I recently visited New York with my mother. (Like so many other food bloggers!) She retired this year and we took this trip with two of her long-time friends and their daughters. We all had different goals for the trip and I regret that I did not get to as many bakeries as I had hoped, but the most important thing was spending time with my mom and I am happy to say we had a lovely time. It had been four years since I had last been to New York and I fell in love with the city all over again. I will always be a Chicago girl at heart but I hope to spend some more time in New York soon.
On the morning of our third day some of our party insisted on going to Rockefeller Plaza to shout at morning news stars and try to get on TV. After about thirty seconds of this I took refuge in the Dean & Deluca on the corner and decided I would spend my time reviewing something tasty. Their croissants sure looked like they would fit the bill.
This croissant was buttery and tasty, though uncomplex. The crust did not flake as one would desire and was overall below average with an unappetizing toughness. The crumb did most of the work and was in fact quite decent, as was the coffee (though I did not see any fair trade options).
Later in the day my mother and I parted ways with the other women and headed to Amy's Bread in Hell's Kitchen. Amy's is an adorable little store with a shockingly blue paint job and a pleasant staff. There are a few tables in back as well.

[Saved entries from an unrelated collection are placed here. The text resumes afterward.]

//! Append-only audit trail.
//!
//! Every committed mutation produces one or more [`AuditLogEntry`] records.
//! Domain code only builds [`AuditDraft`]s; the manager stamps actor,
//! tournament and time onto them after the commit and hands them to an
//! [`AuditSink`]. The core never reads the trail back.

use async_trait::async_trait;
use chrono::{DateTime, Utc};
use serde::{Deserialize, Serialize};
use serde_json::Value;
use sqlx::PgPool;
use std::sync::Arc;
use tokio::sync::Mutex;
use uuid::Uuid;

use crate::{
    errors::CompetitionResult,
    tournament::{TournamentId, UserId},
};

/// Kind of entity an audit entry describes
#[derive(Debug, Clone, Copy, PartialEq, Eq, Hash, Serialize, Deserialize)]
#[serde(rename_all = "snake_case")]
pub enum EntityKind {
    Tournament,
    Team,
    Registration,
    Match,
}

impl EntityKind {
    pub fn as_str(&self) -> &'static str {
        match self {
            Self::Tournament => "tournament",
            Self::Team => "team",
            Self::Registration => "registration",
            Self::Match => "match",
        }
    }
}

/// Audit record before actor, tournament and time are known
#[derive(Debug, Clone, PartialEq, Serialize, Deserialize)]
pub struct AuditDraft {
    pub action: String,
    pub entity_kind: EntityKind,
    pub entity_id: Uuid,
    pub before: Option<Value>,
    pub after: Option<Value>,
}

impl AuditDraft {
    pub fn new(action: impl Into<String>, entity_kind: EntityKind, entity_id: Uuid) -> Self {
        Self {
            action: action.into(),
            entity_kind,
            entity_id,
            before: None,
            after: None,
        }
    }

    /// Attach the entity state prior to the change
    pub fn before<T: Serialize>(mut self, value: &T) -> CompetitionResult<Self> {
        self.before = Some(serde_json::to_value(value)?);
        Ok(self)
    }

    /// Attach the entity state after the change
    pub fn after<T: Serialize>(mut self, value: &T) -> CompetitionResult<Self> {
        self.after = Some(serde_json::to_value(value)?);
        Ok(self)
    }
}

/// Persisted audit record
#[derive(Debug, Clone, PartialEq, Serialize, Deserialize)]
pub struct AuditLogEntry {
    pub id: Uuid,
    pub actor: UserId,
    pub action: String,
    pub tournament_id: TournamentId,
    pub entity_kind: EntityKind,
    pub entity_id: Uuid,
    pub before: Option<Value>,
    pub after: Option<Value>,
    pub timestamp: DateTime<Utc>,
}

impl AuditLogEntry {
    pub fn from_draft(
        draft: AuditDraft,
        actor: UserId,
        tournament_id: TournamentId,
        timestamp: DateTime<Utc>,
    ) -> Self {
        Self {
            id: Uuid::new_v4(),
            actor,
            action: draft.action,
            tournament_id,
            entity_kind: draft.entity_kind,
            entity_id: draft.entity_id,
            before: draft.before,
            after: draft.after,
            timestamp,
        }
    }
}

/// Write-only destination for audit entries
#[async_trait]
pub trait AuditSink: Send + Sync {
    /// Append entries in order
    async fn append(&self, entries: &[AuditLogEntry]) -> CompetitionResult<()>;
}

/// Audit sink that keeps entries in memory
#[derive(Debug, Default)]
pub struct MemoryAuditSink {
    entries: Mutex<Vec<AuditLogEntry>>,
}

impl MemoryAuditSink {
    pub fn new() -> Self {
        Self::default()
    }

    /// Snapshot of everything written so far
    pub async fn entries(&self) -> Vec<AuditLogEntry> {
        self.entries.lock().await.clone()
    }

    /// Entries whose action matches `action`
    pub async fn with_action(&self, action: &str) -> Vec<AuditLogEntry> {
        self.entries
            .lock()
            .await
            .iter()
            .filter(|e| e.action == action)
            .cloned()
            .collect()
    }
}

#[async_trait]
impl AuditSink for MemoryAuditSink {
    async fn append(&self, entries: &[AuditLogEntry]) -> CompetitionResult<()> {
        self.entries.lock().await.extend_from_slice(entries);
        Ok(())
    }
}

/// Audit sink backed by the `audit_log` table
#[derive(Clone)]
pub struct PgAuditSink {
    pool: Arc<PgPool>,
}

impl PgAuditSink {
    pub fn new(pool: Arc<PgPool>) -> Self {
        Self { pool }
    }
}

#[async_trait]
impl AuditSink for PgAuditSink {
    async fn append(&self, entries: &[AuditLogEntry]) -> CompetitionResult<()> {
        let mut tx = self.pool.begin().await?;
        for entry in entries {
            sqlx::query(
                r#"
                INSERT INTO audit_log (id, actor_user_id, action, tournament_id, entity_kind, entity_id, before_state, after_state, created_at)
                VALUES ($1, $2, $3, $4, $5, $6, $7, $8, $9)
                "#,
            )
            .bind(entry.id)
            .bind(entry.actor)
            .bind(&entry.action)
            .bind(entry.tournament_id)
            .bind(entry.entity_kind.as_str())
            .bind(entry.entity_id)
            .bind(&entry.before)
            .bind(&entry.after)
            .bind(entry.timestamp)
            .execute(&mut *tx)
            .await?;
        }
        tx.commit().await?;
        Ok(())
    }
}

#[cfg(test)]
mod tests {
    use super::*;

    #[test]
    fn test_draft_captures_states() {
        let id = Uuid::new_v4();
        let draft = AuditDraft::new("team.create", EntityKind::Team, id)
            .after(&serde_json::json!({"name": "Rovers"}))
            .unwrap();
        assert!(draft.before.is_none());
        assert_eq!(draft.after.unwrap()["name"], "Rovers");
    }

    #[tokio::test]
    async fn test_memory_sink_appends_in_order() {
        let sink = MemoryAuditSink::new();
        let tournament_id = Uuid::new_v4();
        let now = Utc::now();
        let entries: Vec<AuditLogEntry> = ["tournament.publish", "tournament.close_registration"]
            .into_iter()
            .map(|action| {
                AuditLogEntry::from_draft(
                    AuditDraft::new(action, EntityKind::Tournament, tournament_id),
                    7,
                    tournament_id,
                    now,
                )
            })
            .collect();

        sink.append(&entries).await.unwrap();

        let stored = sink.entries().await;
        assert_eq!(stored.len(), 2);
        assert_eq!(stored[0].action, "tournament.publish");
        assert_eq!(stored[1].actor, 7);
        assert_eq!(sink.with_action("tournament.publish").await.len(), 1);
    }
}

I ordered a rosemary mini, a small black olive loaf, a French baguette, and a tomato and basil focaccia. My mother and I walked to Central Park and I planted myself in the grass to try the breads while we waited for the others to meet up with us.
I began with the French baguette. In the handout I picked up the French baguette is said to be made with: "unbleached flour, water, salt, and yeast. Shaped by hand!." I find the latter claim to be a bit alarming, what else should I expect from a small, professional, artesian bakery? The appearance of the baguette was nice (must be that hand shaping!). The crust was oddly chewy, soft, and flavorless.

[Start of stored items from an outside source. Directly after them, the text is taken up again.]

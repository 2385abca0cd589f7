//! Team and registration data models.

use chrono::{DateTime, Utc};
use serde::{Deserialize, Serialize};
use uuid::Uuid;

use crate::tournament::{ScoringRule, TournamentId, UserId};

/// Team ID type
pub type TeamId = Uuid;

/// Registration ID type
pub type RegistrationId = Uuid;

/// Team status
#[derive(Debug, Clone, Copy, PartialEq, Eq, Hash, Serialize, Deserialize)]
#[serde(rename_all = "snake_case")]
pub enum TeamStatus {
    /// Holds a slot in the competition
    Registered,
    /// Waiting for a team slot
    Waitlisted,
    /// Left the competition
    Withdrawn,
}

impl TeamStatus {
    pub fn as_str(&self) -> &'static str {
        match self {
            Self::Registered => "registered",
            Self::Waitlisted => "waitlisted",
            Self::Withdrawn => "withdrawn",
        }
    }

    pub fn parse(value: &str) -> Option<Self> {
        match value {
            "registered" => Some(Self::Registered),
            "waitlisted" => Some(Self::Waitlisted),
            "withdrawn" => Some(Self::Withdrawn),
            _ => None,
        }
    }
}

/// Registration status
#[derive(Debug, Clone, Copy, PartialEq, Eq, Hash, Serialize, Deserialize)]
#[serde(rename_all = "snake_case")]
pub enum RegistrationStatus {
    /// Holds a participant slot
    Confirmed,
    /// Waiting for a participant slot
    Waitlisted,
    /// Cancelled by the participant or an organizer
    Withdrawn,
}

impl RegistrationStatus {
    pub fn as_str(&self) -> &'static str {
        match self {
            Self::Confirmed => "confirmed",
            Self::Waitlisted => "waitlisted",
            Self::Withdrawn => "withdrawn",
        }
    }

    pub fn parse(value: &str) -> Option<Self> {
        match value {
            "confirmed" => Some(Self::Confirmed),
            "waitlisted" => Some(Self::Waitlisted),
            "withdrawn" => Some(Self::Withdrawn),
            _ => None,
        }
    }
}

/// Payment state owned by the payments service; carried, never interpreted
#[derive(Debug, Clone, PartialEq, Eq, Default, Serialize, Deserialize)]
#[serde(transparent)]
pub struct PaymentState(pub String);

/// Win/loss/tie and goal counters
///
/// Mutated only by the match progression engine.
#[derive(Debug, Clone, Copy, PartialEq, Eq, Default, Serialize, Deserialize)]
pub struct TeamRecord {
    pub wins: u32,
    pub losses: u32,
    pub ties: u32,
    pub points: i32,
    pub goals_for: u32,
    pub goals_against: u32,
}

/// Outcome of one match from a single team's point of view
#[derive(Debug, Clone, Copy, PartialEq, Eq)]
pub enum MatchOutcome {
    Win,
    Loss,
    Tie,
}

impl TeamRecord {
    pub fn played(&self) -> u32 {
        self.wins + self.losses + self.ties
    }

    pub fn goal_difference(&self) -> i64 {
        i64::from(self.goals_for) - i64::from(self.goals_against)
    }

    /// The record with one more result, or `None` if a counter would overflow
    pub fn checked_apply(
        &self,
        outcome: MatchOutcome,
        scored: u32,
        conceded: u32,
        scoring: &ScoringRule,
    ) -> Option<Self> {
        let mut next = *self;
        match outcome {
            MatchOutcome::Win => {
                next.wins = next.wins.checked_add(1)?;
                next.points = next.points.checked_add(scoring.win_points)?;
            }
            MatchOutcome::Loss => {
                next.losses = next.losses.checked_add(1)?;
                next.points = next.points.checked_add(scoring.loss_points)?;
            }
            MatchOutcome::Tie => {
                next.ties = next.ties.checked_add(1)?;
                next.points = next.points.checked_add(scoring.tie_points)?;
            }
        }
        next.goals_for = next.goals_for.checked_add(scored)?;
        next.goals_against = next.goals_against.checked_add(conceded)?;
        Some(next)
    }

    /// Remove a result previously added with [`TeamRecord::apply`]
    pub fn revert(&mut self, outcome: MatchOutcome, scored: u32, conceded: u32, scoring: &ScoringRule) {
        match outcome {
            MatchOutcome::Win => {
                self.wins = self.wins.saturating_sub(1);
                self.points -= scoring.win_points;
            }
            MatchOutcome::Loss => {
                self.losses = self.losses.saturating_sub(1);
                self.points -= scoring.loss_points;
            }
            MatchOutcome::Tie => {
                self.ties = self.ties.saturating_sub(1);
                self.points -= scoring.tie_points;
            }
        }
        self.goals_for = self.goals_for.saturating_sub(scored);
        self.goals_against = self.goals_against.saturating_sub(conceded);
    }
}

/// Team in one tournament
#[derive(Debug, Clone, PartialEq, Eq, Serialize, Deserialize)]
pub struct Team {
    pub id: TeamId,
    pub tournament_id: TournamentId,
    pub name: String,
    pub captain_user_id: Option<UserId>,
    /// Creation order within the tournament
    pub sequence: u32,
    /// Bracket seed, assigned at generation time
    pub seed: Option<u32>,
    pub record: TeamRecord,
    pub status: TeamStatus,
    /// Dense 1-based position while waitlisted
    pub waitlist_position: Option<u32>,
    pub final_placement: Option<u32>,
    /// Placement came from an organizer's tie resolution
    pub placement_manual: bool,
    pub created_at: DateTime<Utc>,
}

impl Team {
    pub fn new(
        tournament_id: TournamentId,
        name: String,
        captain_user_id: Option<UserId>,
        sequence: u32,
        now: DateTime<Utc>,
    ) -> Self {
        Self {
            id: Uuid::new_v4(),
            tournament_id,
            name,
            captain_user_id,
            sequence,
            seed: None,
            record: TeamRecord::default(),
            status: TeamStatus::Registered,
            waitlist_position: None,
            final_placement: None,
            placement_manual: false,
            created_at: now,
        }
    }

    pub fn is_registered(&self) -> bool {
        self.status == TeamStatus::Registered
    }
}

/// One user's entry into a tournament
#[derive(Debug, Clone, PartialEq, Eq, Serialize, Deserialize)]
pub struct Registration {
    pub id: RegistrationId,
    pub tournament_id: TournamentId,
    pub user_id: UserId,
    pub team_id: Option<TeamId>,
    pub status: RegistrationStatus,
    /// Higher is stronger; used for balanced auto-assignment
    pub skill_tier: Option<u8>,
    /// Registration order within the tournament
    pub sequence: u32,
    /// Dense 1-based position while waitlisted
    pub waitlist_position: Option<u32>,
    pub payment_state: PaymentState,
    pub registered_at: DateTime<Utc>,
}

impl Registration {
    pub fn new(
        tournament_id: TournamentId,
        user_id: UserId,
        skill_tier: Option<u8>,
        sequence: u32,
        payment_state: PaymentState,
        now: DateTime<Utc>,
    ) -> Self {
        Self {
            id: Uuid::new_v4(),
            tournament_id,
            user_id,
            team_id: None,
            status: RegistrationStatus::Confirmed,
            skill_tier,
            sequence,
            waitlist_position: None,
            payment_state,
            registered_at: now,
        }
    }

    pub fn is_active(&self) -> bool {
        self.status != RegistrationStatus::Withdrawn
    }
}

The crumb had a nice flavor but a poor structure and very few holes, much like a hamburger bun. Butter did very nice things for this bread. Overall this was a below average baguette.

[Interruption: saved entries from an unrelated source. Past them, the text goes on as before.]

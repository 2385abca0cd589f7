//! # League Engine
//!
//! Competition engine for amateur leagues: turns a tournament configuration
//! and a pool of registrations into a bracket or round-robin schedule,
//! advances it match by match, and keeps standings consistent throughout.
//!
//! ## Architecture
//!
//! Five components, built bottom-up over one aggregate ([`Competition`]):
//!
//! - [`tournament`]: lifecycle state machine gating every other call
//! - [`roster`]: team formation, capacity and waitlists
//! - [`bracket`]: single elimination, double elimination and round robin
//!   generators behind one [`bracket::GenerateMatches`] interface
//! - [`progression`]: result entry, correction and downstream propagation
//! - [`standings`]: ranking, tie-breaks and unresolved tied groups
//!
//! [`CompetitionManager`] is the service facade: it loads an aggregate,
//! checks the caller's role, runs one operation and commits with optimistic
//! concurrency through a [`db::CompetitionRepository`]. Audit entries
//! ([`audit`]) and notifications ([`notify`]) go out after the commit.
//!
//! ## Example
//!
//! ```
//! use std::sync::Arc;
//! use league_engine::{
//!     CompetitionManager, EngineConfig,
//!     audit::MemoryAuditSink, authz::StaticAuthorizer, db::MemoryRepository,
//!     notify::NoopNotifier, tournament::TournamentConfig,
//! };
//!
//! # #[tokio::main]
//! # async fn main() {
//! let manager = CompetitionManager::new(
//!     Arc::new(MemoryRepository::new()),
//!     Arc::new(StaticAuthorizer::new()),
//!     Arc::new(MemoryAuditSink::new()),
//!     Arc::new(NoopNotifier),
//!     EngineConfig::default(),
//! );
//!
//! let config = TournamentConfig::single_elimination("Spring Cup".to_string(), 8);
//! let tournament = manager.create_tournament(1, config).await.unwrap();
//! manager.publish_tournament(1, tournament.id).await.unwrap();
//! # }
//! ```

pub mod audit;
pub mod authz;
pub mod bracket;
pub mod competition;
pub mod config;
pub mod db;
pub mod errors;
pub mod manager;
pub mod notify;
pub mod progression;
pub mod roster;
pub mod standings;
pub mod tournament;

pub use competition::{Competition, Journal};
pub use config::EngineConfig;
pub use errors::{CompetitionError, CompetitionResult, ErrorClass, ErrorReport};
pub use manager::CompetitionManager;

The rosemary bread is said to be made with: "unbleached flour, organic whole wheat flour, water, natural starter, fresh rosemary, olive oil and salt." This bread had a fantastic aroma and a lovely flavor. You can tell that they do in fact use fresh rosemary. The thin, chewy crust was good and had integrity, though ideally it would have been a little more robust and thick.
This bread had a nice crumb that was moist and semi-resilient with a decent hole structure. However, it was in serious need of some salt. With a bit of sea salt and butter this would have been a very nice bread.
The black olive bread is said to be made with: "unbleached flour, organic whole wheat flour, water, natural starter, Kalamata, Amfissa and Atalanti olives, salt, and yeast." This bread also had an excellent aroma and had a pleasant sourness that went well with the olive and yeast flavors. Much like the rosemary bread, this crust was decent, thin and chewy but could be improved upon.
The olives were chopped and used liberally, giving a strong and excellent flavor to each bite. The crumb was resilient and glossy with a decent hole structure. This bread took butter superbly.
The focaccia is said to be made with: "unbleached flour, water, natural starter, olive oil, milk, salt, and yeast." They had a lovely tomato and basil focaccia propped up in the display window and it prompted me to order one. However, as I spread out my loot in Central Park I noticed that my tomato and basil focaccia had no basil. . .
This was a beautiful focaccia nonetheless. Unfortunately, it did not taste as well as it looked. The crust was passable, but the crumb was down-right bad. It had the same hamburger bun-like texture of the baguette but this was far worse. It honestly looked indistinguishable from a bun and it tasted like one too. This focaccia was also far too oily. It was a hot day so I could be mistaken, but it appears as if the bread was doused until wet with olive oil after it was baked rather than before.
Amy's is an adorable bread shop and I suggest a visit. When you go stick to their rustic breads rather than their delicate European breads. Amy's would do well to let a real crust form on their breads. I do not know what type of oven they use, but a thick charred crust would do wonders for the olive and rosemary breads.
I will post more about our New York trip soon.